On the Generalization of Stochastic Gradient Descent with Momentum

Ali Ramezani-Kebrya,Kimon Antonakopoulos,Volkan Cevher,Ashish Khisti,Ben Liang
2024-01-15
Abstract:While momentum-based accelerated variants of stochastic gradient descent (SGD) are widely used when training machine learning models, there is little theoretical understanding on the generalization error of such methods. In this work, we first show that there exists a convex loss function for which the stability gap for multiple epochs of SGD with standard heavy-ball momentum (SGDM) becomes unbounded. Then, for smooth Lipschitz loss functions, we analyze a modified momentum-based update rule, i.e., SGD with early momentum (SGDEM) under a broad range of step-sizes, and show that it can train machine learning models for multiple epochs with a guarantee for generalization. Finally, for the special case of strongly convex loss functions, we find a range of momentum such that multiple epochs of standard SGDM, as a special form of SGDEM, also generalizes. Extending our results on generalization, we also develop an upper bound on the expected true risk, in terms of the number of training steps, sample size, and momentum. Our experimental evaluations verify the consistency between the numerical results and our theoretical bounds. SGDEM improves the generalization error of SGDM when training ResNet-18 on ImageNet in practical distributed settings.
Machine Learning
What problem does this paper attempt to address?

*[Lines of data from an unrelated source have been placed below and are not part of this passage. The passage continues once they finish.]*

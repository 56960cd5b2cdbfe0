//! Scrape config loading: `{"scraper": "Seek", "entries": {name: url, ...}}`.
//! `orgs` is accepted in place of `entries`.

use std::fs;
use std::path::{Path, PathBuf};

use serde_json::Value;
use tracing::info;

use crate::error::ScrapeError;
use crate::parser::validate::validate_name;
use crate::record::Target;
use crate::sites;

#[derive(Debug)]
pub struct ScrapeConfig {
    pub scraper: String,
    pub targets: Vec<Target>,
}

/// A config argument with no directory part and no extension is looked up in
/// `config_dir` as `<name>.json`.
pub fn resolve_path(arg: &str, config_dir: &Path) -> PathBuf {
    let path = Path::new(arg);
    if path.components().count() == 1 && path.extension().is_none() {
        config_dir.join(format!("{}.json", arg))
    } else {
        path.to_path_buf()
    }
}

pub fn load_config(path: &Path) -> Result<ScrapeConfig, ScrapeError> {
    if !path.exists() {
        return Err(ScrapeError::InvalidConfigFile(format!(
            "{} does not exist",
            path.display()
        )));
    }
    let text = fs::read_to_string(path)?;
    let config = parse_config(&text)?;
    info!(
        "Loaded {} targets for {} from {}",
        config.targets.len(),
        config.scraper,
        path.display()
    );
    Ok(config)
}

pub fn parse_config(text: &str) -> Result<ScrapeConfig, ScrapeError> {
    let invalid = ScrapeError::InvalidConfigFile;

    let data: Value =
        serde_json::from_str(text).map_err(|e| invalid(format!("not valid JSON: {}", e)))?;
    let obj = data
        .as_object()
        .ok_or_else(|| invalid("top level must be an object".into()))?;

    let scraper = obj
        .get("scraper")
        .ok_or_else(|| invalid(r#"JSON is missing the "scraper" key"#.into()))?
        .as_str()
        .ok_or_else(|| invalid(r#"The JSON "scraper" value must be a string"#.into()))?;
    let site = sites::build(scraper)?;

    let entries = obj
        .get("entries")
        .or_else(|| obj.get("orgs"))
        .ok_or_else(|| invalid(r#"JSON is missing the "entries" key"#.into()))?
        .as_object()
        .ok_or_else(|| invalid(r#"The JSON "entries" value must be a mapping of name to URL"#.into()))?;

    let mut targets = Vec::with_capacity(entries.len());
    for (name, url) in entries {
        let url = url
            .as_str()
            .ok_or_else(|| invalid(format!("URL for {} must be a string", name)))?;
        validate_name(name)?;
        site.validators.validate_url(url)?;
        targets.push(Target {
            name: name.clone(),
            entry_url: url.to_string(),
        });
    }

    Ok(ScrapeConfig {
        scraper: scraper.to_string(),
        targets,
    })
}

#[cfg(test)]
mod tests {
    use super::*;

    #[test]
    fn valid_config_keeps_order() {
        let cfg = parse_config(
            r#"{"scraper": "Seek", "entries": {
                "Woolworths": "https://www.seek.com.au/companies/woolworths-432620/reviews",
                "Kmart": "https://www.seek.com.au/companies/kmart-432302/reviews"
            }}"#,
        )
        .unwrap();
        assert_eq!(cfg.scraper, "Seek");
        let names: Vec<_> = cfg.targets.iter().map(|t| t.name.as_str()).collect();
        assert_eq!(names, vec!["Woolworths", "Kmart"]);
    }

    #[test]
    fn orgs_alias() {
        let cfg = parse_config(
            r#"{"scraper": "Seek", "orgs": {"Kmart": "https://www.seek.com.au/companies/kmart-432302/reviews"}}"#,
        )
        .unwrap();
        assert_eq!(cfg.targets.len(), 1);
    }

    #[test]
    fn rejects_bad_configs() {
        let cases = [
            r#"{"entries": {}}"#,
            r#"{"scraper": "Seek"}"#,
            r#"{"scraper": 3, "entries": {}}"#,
            r#"{"scraper": "Glassdoor", "entries": {}}"#,
            r#"{"scraper": "Seek", "entries": ["a"]}"#,
            r#"{"scraper": "Seek", "entries": {"Bad<name>": "https://www.seek.com.au/companies/x/reviews"}}"#,
            r#"{"scraper": "Seek", "entries": {"Kmart": "https://www.indeed.com/cmp/Kmart/reviews"}}"#,
            r#"{"scraper": "Seek", "entries": {"Kmart": 7}}"#,
            "not json",
        ];
        for case in cases {
            assert!(
                matches!(parse_config(case), Err(ScrapeError::InvalidConfigFile(_))),
                "accepted {}",
                case
            );
        }
    }

    #[test]
    fn shipped_example_is_valid() {
        let cfg = parse_config(include_str!("../scrape_configs/example.json")).unwrap();
        assert_eq!(cfg.scraper, "Seek");
        assert_eq!(cfg.targets.len(), 2);
    }

    #[test]
    fn missing_file() {
        let err = load_config(Path::new("/nonexistent/cfg.json")).unwrap_err();
        assert!(matches!(err, ScrapeError::InvalidConfigFile(_)));
    }

    #[test]
    fn resolves_bare_names() {
        let dir = Path::new("scrape_configs");
        assert_eq!(resolve_path("retail", dir), dir.join("retail.json"));
        assert_eq!(resolve_path("my.json", dir), PathBuf::from("my.json"));
        assert_eq!(resolve_path("cfg/retail", dir), PathBuf::from("cfg/retail"));
    }
}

The paper attempts to address the following issues: 1. **Impact of Momentum Methods on Generalization Performance**: Although Stochastic Gradient Descent (SGD) with momentum is widely used in training machine learning models, there is limited theoretical understanding of its generalization error. This paper first demonstrates that for the standard Heavy Ball Momentum method (SGDM), there exists a convex loss function such that the stability gap over multiple epochs becomes unbounded. 2. **Improved Momentum Update Rule**: To address the above issue, the authors propose an improved momentum update rule—SGD with Early Momentum (SGDEM), and analyze this new method over a wide range of step sizes. The results show that even for non-convex problems, SGDEM can ensure good generalization performance while training over multiple epochs. 3. **Performance of SGDM under Strongly Convex Loss Functions**: For a special type of strongly convex loss function, the researchers also found a range of momentum values within which the standard SGDM, as a special case of SGDEM, can also achieve generalization. 4. **Experimental Validation**: Experiments conducted on training the ResNet-18 model in an actual distributed environment show that SGDEM significantly reduces generalization error compared to traditional SGD and SGDM. In summary, this paper aims to improve the generalization ability during the training process of deep learning models by introducing a new momentum mechanism, and provides theoretical analysis and experimental evidence to support this conclusion.